With the MAX now cleared to fly, Ryanair is edging closer to getting its MAX 8-200 certified and ready to deliver. Clearly, Wilson is hoping for a change in policy pretty soon or is confident that Boeing will pick up the tab.
Wilson’s positive tone is a sentiment that is echoed on both sides of the Atlantic. Many business leaders believe the tariffs are counterproductive and hope that Biden’s arrival will signal a defrosting of the relationship between the two markets. With economies reeling from the pandemic, this could be a good time to revisit Obama’s free trade agreement.

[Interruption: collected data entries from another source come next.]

//! Fleet schema DDL and demo fixtures.

/// The operational tables. `violation_type` is a text array in the
/// production database; the embedded engine stores it as a
/// comma-separated string, which is enough for planning and tests.
pub const FLEET_SCHEMA: &str = "
CREATE TABLE IF NOT EXISTS vts_truck_master (
    truck_no TEXT PRIMARY KEY,
    transporter_name TEXT,
    transporter_code TEXT,
    whether_truck_blacklisted TEXT NOT NULL DEFAULT 'N',
    capacity_of_the_truck REAL,
    zone TEXT,
    region TEXT,
    ownership TEXT
);

CREATE TABLE IF NOT EXISTS vts_alert_history (
    id INTEGER PRIMARY KEY AUTOINCREMENT,
    tl_number TEXT NOT NULL,
    violation_type TEXT,
    vts_end_datetime TEXT,
    location_name TEXT,
    stoppage_violations_count INTEGER DEFAULT 0,
    route_deviation_count INTEGER DEFAULT 0,
    speed_violation_count INTEGER DEFAULT 0,
    night_driving_count INTEGER DEFAULT 0,
    device_offline_count INTEGER DEFAULT 0,
    device_tamper_count INTEGER DEFAULT 0,
    continuous_driving_count INTEGER DEFAULT 0,
    no_halt_zone_count INTEGER DEFAULT 0,
    main_supply_removal_count INTEGER DEFAULT 0
);

CREATE TABLE IF NOT EXISTS vts_ongoing_trips (
    tt_number TEXT NOT NULL,
    driver_name TEXT,
    violation_type TEXT,
    vehicle_location TEXT,
    invoice_number TEXT
);

CREATE TABLE IF NOT EXISTS alerts (
    id INTEGER PRIMARY KEY AUTOINCREMENT,
    vehicle_number TEXT NOT NULL,
    alert_type TEXT,
    created_at TEXT,
    vehicle_unblocked_date TEXT
);

CREATE TABLE IF NOT EXISTS tt_risk_score (
    tt_number TEXT PRIMARY KEY,
    risk_score REAL
);

CREATE TABLE IF NOT EXISTS transporter_risk_score (
    transporter_name TEXT PRIMARY KEY,
    risk_score REAL
);

CREATE TABLE IF NOT EXISTS completed_trips_risk_score (
    tt_number TEXT NOT NULL,
    risk_score REAL,
    trip_end_date TEXT
);

CREATE TABLE IF NOT EXISTS vts_tripauditmaster (
    tt_number TEXT NOT NULL,
    audit_status TEXT,
    audited_at TEXT
);
";

/// A small consistent data set for demos and integration tests.
pub const FLEET_FIXTURES: &str = "
INSERT OR REPLACE INTO vts_truck_master
    (truck_no, transporter_name, transporter_code, whether_truck_blacklisted,
     capacity_of_the_truck, zone, region, ownership)
VALUES
    ('MH12AB1234', 'Sharma Logistics', 'SL01', 'Y', 18.0, 'WEST', 'Pune', 'OWNED'),
    ('KA05CD9876', 'Deccan Carriers', 'DC02', 'N', 24.0, 'SOUTH', 'Bengaluru', 'LEASED'),
    ('DL01EF4321', 'Capital Freight', 'CF03', 'N', 16.0, 'NORTH', 'Delhi', 'OWNED'),
    ('TN09GH5678', 'Deccan Carriers', 'DC02', 'Y', 24.0, 'SOUTH', 'Chennai', 'LEASED');

INSERT INTO vts_alert_history
    (tl_number, violation_type, vts_end_datetime, location_name, speed_violation_count)
VALUES
    ('MH12AB1234', 'SPEED', '2026-08-20 11:30:00', 'NH48 Khandala', 3),
    ('MH12AB1234', 'ROUTE_DEVIATION', '2026-08-22 09:10:00', 'Lonavala bypass', 0),
    ('KA05CD9876', 'SPEED', '2026-08-25 15:45:00', 'NH44 Hosur', 1),
    ('TN09GH5678', 'DEVICE_TAMPER', '2026-08-26 22:05:00', 'Chennai port', 0);

INSERT INTO vts_ongoing_trips
    (tt_number, driver_name, violation_type, vehicle_location, invoice_number)
VALUES
    ('KA05CD9876', 'R. Patil', 'RD', 'Hosur toll plaza', 'INV-2041'),
    ('DL01EF4321', 'S. Verma', NULL, 'Gurugram depot', 'INV-2042');

INSERT INTO alerts (vehicle_number, alert_type, created_at)
VALUES
    ('MH12AB1234', 'SPEED', '2026-08-27 08:00:00'),
    ('KA05CD9876', 'ROUTE_DEVIATION', '2026-08-27 10:30:00'),
    ('KA05CD9876', 'SPEED', '2026-08-28 07:15:00');

INSERT OR REPLACE INTO tt_risk_score (tt_number, risk_score) VALUES
    ('MH12AB1234', 72.5),
    ('KA05CD9876', 38.0),
    ('DL01EF4321', 12.5),
    ('TN09GH5678', 64.0);

INSERT OR REPLACE INTO transporter_risk_score (transporter_name, risk_score) VALUES
    ('Sharma Logistics', 61.0),
    ('Deccan Carriers', 44.5),
    ('Capital Freight', 15.0);

INSERT INTO completed_trips_risk_score (tt_number, risk_score, trip_end_date) VALUES
    ('MH12AB1234', 68.0, '2026-07-30'),
    ('DL01EF4321', 10.0, '2026-08-01');

INSERT INTO vts_tripauditmaster (tt_number, audit_status, audited_at) VALUES
    ('MH12AB1234', 'FLAGGED', '2026-08-01 12:00:00'),
    ('KA05CD9876', 'CLEAR', '2026-08-05 12:00:00');
";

However, EU Vice President and foreign affairs chief Josep Borrell spoke to TIME about the situation and believes that history cannot be so easily rewound. The four years of President Trump, who believed the EU was a ‘foe’ and pushed through the tariffs on European goods, has left a bitter taste in the mouth. Borrell said,
“Trump has been a kind of awakening. And I think we should stay awake. We cannot say ‘oh Trump is no longer there, we can go back to our previous state of mind.’”
For the time being, we’ll have to wait and see what Biden’s move is. The president-elect has a great deal on his plate, and whether protecting Boeing from harmful EU tariffs is high on his agenda remains to be seen. But a scrap of the tariffs in both directions could be the relief both planemakers need as they come out of this crisis.